Designer, Professor Nigel Dunnett, said:

“Gardens and plants are no longer an optional and decorative ‘nice-to-have’, they’re essential. With pollution levels dangerously high in cities and flash-flooding devastating areas of the country, we need to all embrace the fact that plants help mitigate against some of the biggest environmental threats facing us today.”

Nigel used plants that soak-up pollution, as well as those which are drought tolerant, and incorporated water-sensitive design ideas, such as rain gardens and wetland areas to deal with flash flooding. Nigel’s typical ‘low-input, high impact’ planting style was used throughout to deliver a long-lasting, colourful display with minimal maintenance and high wildlife value.
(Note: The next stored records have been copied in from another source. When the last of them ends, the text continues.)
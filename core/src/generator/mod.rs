use rand::Rng;
use serde::{Deserialize, Serialize};

use crate::*;
pub use random::*;

mod random;

pub trait BoardGenerator {
    fn generate<R: Rng + ?Sized>(self, config: &GameConfig, rng: &mut R) -> Result<Board>;
}

/// Post-processing applied to a freshly generated board.
#[derive(Copy, Clone, Debug, Default, PartialEq, Eq, Serialize, Deserialize)]
#[serde(rename_all = "camelCase")]
pub enum BoardArrangement {
    /// Values stay where they were drawn.
    #[default]
    Unsorted,
    /// Sort ascending only for big boards with big numbers, where finding values is hardest.
    SortedWhenLarge,
    /// Always sort ascending by value.
    Sorted,
}

impl BoardArrangement {
    const LARGE_BOARD_SIZE: BoardSize = 6;
    const LARGE_MAX_NUMBER: Number = 12;

    pub const fn sorts(self, board_size: BoardSize, max_number: Number) -> bool {
        match self {
            Self::Unsorted => false,
            Self::SortedWhenLarge => {
                board_size > Self::LARGE_BOARD_SIZE && max_number > Self::LARGE_MAX_NUMBER
            }
            Self::Sorted => true,
        }
    }

    pub fn apply(self, mut board: Board, max_number: Number) -> Board {
        if self.sorts(board.size(), max_number) {
            log::debug!("Sorting {}x{} board by value", board.size(), board.size());
            board.sort_by_value();
        }
        board
    }
}

#[cfg(test)]
mod tests {
    use super::*;

    #[test]
    fn sorted_when_large_uses_size_and_number_thresholds() {
        use BoardArrangement::*;

        assert!(!Unsorted.sorts(10, 100));
        assert!(Sorted.sorts(4, 1));
        assert!(SortedWhenLarge.sorts(8, 13));
        assert!(!SortedWhenLarge.sorts(6, 100));
        assert!(!SortedWhenLarge.sorts(10, 12));
    }
}
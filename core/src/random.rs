use rand::Rng;

use crate::*;

/// Uniform integer in `[min, max]`, both ends inclusive.
pub fn random_int<R: Rng + ?Sized>(rng: &mut R, min: Number, max: Number) -> Number {
    if min >= max {
        return min;
    }
    rng.random_range(min..=max)
}

/// Uniform pick from `items`, `None` when there is nothing to pick from.
pub fn pick_random<'a, T, R: Rng + ?Sized>(rng: &mut R, items: &'a [T]) -> Option<&'a T> {
    if items.is_empty() {
        return None;
    }
    items.get(rng.random_range(0..items.len()))
}
use alloc::vec::Vec;

use super::*;

/// Draws every value independently and uniformly from `[1, max_number]`, then applies the
/// configured arrangement.
#[derive(Copy, Clone, Debug, Default, PartialEq)]
pub struct RandomBoardGenerator;

impl BoardGenerator for RandomBoardGenerator {
    fn generate<R: Rng + ?Sized>(self, config: &GameConfig, rng: &mut R) -> Result<Board> {
        let board = create_board(rng, config.board_size, config.max_number)?;
        Ok(config.arrangement.apply(board, config.max_number))
    }
}

/// Builds `board_size * board_size` hidden squares with ids in creation order.
pub fn create_board<R: Rng + ?Sized>(
    rng: &mut R,
    board_size: BoardSize,
    max_number: Number,
) -> Result<Board> {
    let total = usize::from(board_size) * usize::from(board_size);
    let values: Vec<Number> = (0..total)
        .map(|_| random_int(rng, NUMBER_RANGE_MIN, max_number.max(NUMBER_RANGE_MIN)))
        .collect();
    Board::from_values(board_size, &values)
}

#[cfg(test)]
mod tests {
    use super::*;
    use rand::SeedableRng;
    use rand::rngs::SmallRng;

    #[test]
    fn every_supported_config_produces_a_full_hidden_board() {
        let mut rng = SmallRng::seed_from_u64(0xf00d);

        for board_size in (BOARD_SIZE_MIN..=BOARD_SIZE_MAX).step_by(BOARD_SIZE_STEP.into()) {
            for max_number in [1, 2, 12, 57, 100] {
                let board = create_board(&mut rng, board_size, max_number).unwrap();
                let total = usize::from(board_size).pow(2);

                assert_eq!(board.len(), total);
                let ids: Vec<_> = board.iter().map(Square::id).collect();
                let expected: Vec<_> = (0..total).map(|id| id as SquareId).collect();
                assert_eq!(ids, expected);
                assert!(board.iter().all(|square| !square.is_revealed()));
                assert!(board.iter().all(|square| (1..=max_number).contains(&square.value())));
            }
        }
    }

    #[test]
    fn generator_applies_sorted_arrangement() {
        let mut rng = SmallRng::seed_from_u64(3);
        let mut config = GameConfig::new(OperationMode::Addition, 100, 8, []);
        config.set_arrangement(BoardArrangement::Sorted);

        let board = RandomBoardGenerator.generate(&config, &mut rng).unwrap();
        let values: Vec<_> = board.iter().map(Square::value).collect();

        assert!(values.windows(2).all(|pair| pair[0] <= pair[1]));
        assert_eq!(board.len(), 64);
    }
}
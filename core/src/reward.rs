use alloc::collections::BTreeSet;
use alloc::format;
use alloc::string::String;
use alloc::vec::Vec;
use rand::Rng;
use serde::{Deserialize, Serialize};

use crate::*;

pub const REWARD_IMAGE_COUNT: ImageNumber = 12;

/// Every reward image that can hide behind a board.
pub fn all_reward_images() -> impl Iterator<Item = ImageNumber> {
    1..=REWARD_IMAGE_COUNT
}

#[derive(Clone, Debug, PartialEq, Eq, Serialize, Deserialize)]
pub struct RewardImage {
    pub number: ImageNumber,
    pub url: String,
}

impl RewardImage {
    pub fn new(number: ImageNumber) -> Self {
        Self {
            number,
            url: format!("/assets/{number}.png"),
        }
    }
}

/// Reward images ever fully revealed; only grows until progress is reset.
#[derive(Clone, Debug, Default, PartialEq, Eq, Serialize, Deserialize)]
#[serde(transparent)]
pub struct UnlockedImages(BTreeSet<ImageNumber>);

impl UnlockedImages {
    pub fn contains(&self, number: ImageNumber) -> bool {
        self.0.contains(&number)
    }

    /// Returns whether the image was newly unlocked.
    pub fn insert(&mut self, number: ImageNumber) -> bool {
        self.0.insert(number)
    }

    pub fn clear(&mut self) {
        self.0.clear();
    }

    pub fn len(&self) -> usize {
        self.0.len()
    }

    pub fn is_empty(&self) -> bool {
        self.0.is_empty()
    }

    pub fn iter(&self) -> impl Iterator<Item = ImageNumber> {
        self.0.iter().copied()
    }
}

impl FromIterator<ImageNumber> for UnlockedImages {
    fn from_iter<I: IntoIterator<Item = ImageNumber>>(iter: I) -> Self {
        Self(iter.into_iter().collect())
    }
}

/// Picks the image for a new session, preferring images that were never unlocked.
///
/// Once the whole catalogue is unlocked, images are recycled from the full catalogue.
pub fn select_background_image<R: Rng + ?Sized>(
    rng: &mut R,
    unlocked: &UnlockedImages,
    catalogue: &[ImageNumber],
) -> RewardImage {
    let unseen: Vec<ImageNumber> = catalogue
        .iter()
        .copied()
        .filter(|&number| !unlocked.contains(number))
        .collect();
    let candidates = if unseen.is_empty() {
        catalogue
    } else {
        &unseen[..]
    };

    let number = match pick_random(rng, candidates) {
        Some(&number) => number,
        None => {
            log::warn!("Reward catalogue is empty, falling back to the first image");
            1
        }
    };
    RewardImage::new(number)
}

#[derive(Copy, Clone, Debug, PartialEq, Eq)]
pub struct GalleryEntry {
    pub number: ImageNumber,
    pub unlocked: bool,
}

impl GalleryEntry {
    /// Only unlocked images show their picture.
    pub fn image(&self) -> Option<RewardImage> {
        self.unlocked.then(|| RewardImage::new(self.number))
    }
}

/// Reward catalogue as shown in the gallery.
#[derive(Clone, Debug, PartialEq, Eq)]
pub struct Gallery {
    entries: Vec<GalleryEntry>,
}

impl Gallery {
    pub fn new(unlocked: &UnlockedImages) -> Self {
        let entries = all_reward_images()
            .map(|number| GalleryEntry {
                number,
                unlocked: unlocked.contains(number),
            })
            .collect();
        Self { entries }
    }

    pub fn entries(&self) -> &[GalleryEntry] {
        &self.entries
    }

    pub fn collected(&self) -> usize {
        self.entries.iter().filter(|entry| entry.unlocked).count()
    }

    pub fn total(&self) -> usize {
        self.entries.len()
    }
}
The modern garden was full of ecological ideas.
Greening Grey Britain garden

Large, multi-tiered structures which mirror apartment blocks also featured in the garden. These ‘creature towers’ provided a home for a wide range of wildlife such as insects and birds.

The garden was full of inspirational take-home ideas which were directly relevant to home gardeners and community groups, and Nigel used realistic and readily-available materials to make sure that this was an achievable project.

Other notable elements include:

  • bike storage
  • recycling and composting facilities
  • edible planting (including a 2.5 metre long communal meeting table which integrated fruit trees and herbs in its structure). 

Nigel added that:

“We know that gardens and gardening bring people together, and there’s now overwhelming evidence that they make us feel better and healthier. These ideas were central to the design.”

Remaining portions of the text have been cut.